[O "Valor de Face" da Palavra]

Pensar em analogias descabidas pode ser apenas um exercício de imaginar possibilidades impossíveis, ou, de fabular inutilidades. Um exemplo disto é a junção destas duas palavras, "possibilidade impossível". Ainda assim, este tipo de pensamento freqüenta o horizonte dos olhos da imaginação... fabula inutilidades, futilidades... será?

Incluo nesse interminável rol de futilidades a comparação entre a Moeda e a Palavra: a Moeda tem seu valor, o "valor de face", por assim dizer. Se não há mais o padrão-ouro como lastro da Moeda, por que mecanismo conseguimos fazer as trocas? Há uma comunicação de confiança... e essa comunicação se dá pelo "mecanismo de preços", e este, quando sem os ruídos da inflação, é altamente eficiente, faz parte da própria vida! Este mecanismo faz com que uma dúzia de ovos tenha preços muito semelhantes em partes distintas do país, sem que ninguém assim determine. A mais não me arrisco, não sou economista!

Mas e a Palavra — terá um "valor de face"? Vale pelo que é? Vale "quanto pesa"? Vale pelo sentido que o outro faz dela? Confiança pode ser comunicada pela Palavra? Qual é o [latente] mecanismo de comunicação de confiança? E o "lastro", que "lastro" tem a Palavra? E quando, por mais clara que seja, a Palavra não expressa o que realmente sentimos, o que realmente queremos dizer? Por exemplo, quando sob efeito de drogas, álcool, ofendemos alguém... haverá lastro nesta Palavra? Ou outro, tocado pelo "valor de face, crê que sim, e por isto mesmo, se sente ofendido. Será isto o "valor de face" da Palavra: o valor que tem para o outro, mas talvez não para quem a emitiu? Parece-me que sim...

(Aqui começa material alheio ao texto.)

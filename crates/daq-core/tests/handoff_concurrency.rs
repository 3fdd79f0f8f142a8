//! Integration tests for HandoffQueue under concurrent access.
//!
//! These tests verify exactly-once delivery with several producers and
//! consumers, and that a consumer racing a producer relies only on the result
//! of `try_pop()`, never on a prior `is_empty()` check.

use daq_core::error::QueueError;
use daq_core::handoff::HandoffQueue;
use daq_core::router::ChannelMap;
use std::collections::HashMap;
use std::sync::atomic::{AtomicBool, Ordering};
use std::thread;
use std::time::Duration;
use tokio_util::sync::CancellationToken;

const PRODUCERS: usize = 4;
const CONSUMERS: usize = 3;
const ITEMS_PER_PRODUCER: usize = 2_000;

#[test]
fn test_mpmc_exactly_once_in_producer_order() {
    let queue: HandoffQueue<(usize, usize)> = HandoffQueue::with_name("mpmc");
    let cancel = CancellationToken::new();

    let popped: Vec<Vec<(usize, usize)>> = thread::scope(|s| {
        let consumers: Vec<_> = (0..CONSUMERS)
            .map(|_| {
                s.spawn(|| {
                    let mut got = Vec::new();
                    while let Ok(item) = queue.pop(&cancel) {
                        got.push(item);
                    }
                    got
                })
            })
            .collect();

        let producers: Vec<_> = (0..PRODUCERS)
            .map(|p| {
                let queue = &queue;
                s.spawn(move || {
                    for seq in 0..ITEMS_PER_PRODUCER {
                        queue.push((p, seq));
                    }
                })
            })
            .collect();

        for producer in producers {
            producer.join().unwrap();
        }
        queue.close();

        consumers.into_iter().map(|c| c.join().unwrap()).collect()
    });

    // Every item exactly once
    let mut seen: HashMap<(usize, usize), usize> = HashMap::new();
    for item in popped.iter().flatten() {
        *seen.entry(*item).or_default() += 1;
    }
    assert_eq!(seen.len(), PRODUCERS * ITEMS_PER_PRODUCER);
    assert!(seen.values().all(|&n| n == 1));

    // Each consumer sees any single producer's items in push order
    for consumer in &popped {
        for p in 0..PRODUCERS {
            let seqs: Vec<usize> = consumer
                .iter()
                .filter(|(producer, _)| *producer == p)
                .map(|(_, seq)| *seq)
                .collect();
            assert!(seqs.windows(2).all(|w| w[0] < w[1]));
        }
    }
    assert_eq!(queue.total_pushed(), (PRODUCERS * ITEMS_PER_PRODUCER) as u64);
}

#[test]
fn test_is_empty_then_try_pop_race() {
    let queue: HandoffQueue<u32> = HandoffQueue::new();
    let done = AtomicBool::new(false);
    const TOTAL: u32 = 5_000;

    let received = thread::scope(|s| {
        s.spawn(|| {
            for i in 0..TOTAL {
                queue.push(i);
                if i % 64 == 0 {
                    thread::yield_now();
                }
            }
            done.store(true, Ordering::Release);
        });

        let consumer = s.spawn(|| {
            let mut received = Vec::new();
            loop {
                // A push may land between this check and the pop below
                if queue.is_empty() && done.load(Ordering::Acquire) {
                    while let Ok(v) = queue.try_pop() {
                        received.push(v);
                    }
                    break;
                }
                match queue.try_pop() {
                    Ok(v) => received.push(v),
                    Err(QueueError::Empty) => thread::yield_now(),
                    Err(other) => panic!("unexpected queue error: {other}"),
                }
            }
            received
        });

        consumer.join().unwrap()
    });

    assert_eq!(received, (0..TOTAL).collect::<Vec<_>>());
    assert!(queue.is_empty());
}

#[test]
fn test_try_pop_never_blocks_while_producer_sleeps() {
    let queue: HandoffQueue<u8> = HandoffQueue::new();
    thread::scope(|s| {
        s.spawn(|| {
            thread::sleep(Duration::from_millis(50));
            queue.push(1);
        });
        assert_eq!(queue.try_pop(), Err(QueueError::Empty));
        assert_eq!(
            queue.pop_timeout(Duration::from_secs(2), &CancellationToken::new()),
            Ok(1)
        );
    });
}

#[test]
fn test_close_wakes_every_blocked_consumer() {
    let queue: HandoffQueue<u8> = HandoffQueue::new();
    let cancel = CancellationToken::new();
    let results: Vec<_> = thread::scope(|s| {
        let handles: Vec<_> = (0..4).map(|_| s.spawn(|| queue.pop(&cancel))).collect();
        thread::sleep(Duration::from_millis(20));
        queue.close();
        handles.into_iter().map(|h| h.join().unwrap()).collect()
    });
    assert!(results.iter().all(|r| *r == Err(QueueError::Closed)));
}

#[test]
fn test_sixteen_channels_only_two_populated() {
    let map: ChannelMap<(u32, usize)> = ChannelMap::with_channels(16).unwrap();
    let router = map.router();

    let stream: Vec<(u32, usize)> = (0..40).map(|i| ((i % 2) as u32, i)).collect();
    for item in &stream {
        router.route_to(item.0, *item).unwrap();
    }

    for channel in 0..2u32 {
        let expected: Vec<_> = stream.iter().filter(|(c, _)| *c == channel).copied().collect();
        assert_eq!(map.queue(channel).unwrap().drain(), expected);
    }
    for channel in 2..16u32 {
        assert!(map.queue(channel).unwrap().is_empty(), "channel {channel} not empty");
    }
}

A Palavra rompe a barreira dos dentes e voa solta; mas só os milênios a farão voar para o esquecimento. Mas antes deste destino se cumprir, carregará consigo o terrível "valor de face" que, diferente daquele da Moeda, não pode ser rasgado ou incinerado, e para nosso horror, nem modificado! Uma vez cravado, ou melhor, gravado na mente do outro, nem a Morte consegue apagar: o "valor de face" da palavra atravessa gerações e gerações, explodindo em ódios atávicos. Levando a analogia um pouco mais longe, nem mesmo há o "ruído", a "estática" da Inflação para "depreciar" ou melhor, diminuir o poder do "valor de face" da Palavra!

Para sempre, queimará num inferno irremissível o emitente de tal "valor de face"...

Vou agora clicar em "publicar" antes que eu me arrependa, vou deixar mais esta fútil, inútil analogia romper a barreira dos... ah, sim, dos dedos que estavam a teclar! Quebro o elo de silêncio entre minha mente e minhas mãos... lá vai...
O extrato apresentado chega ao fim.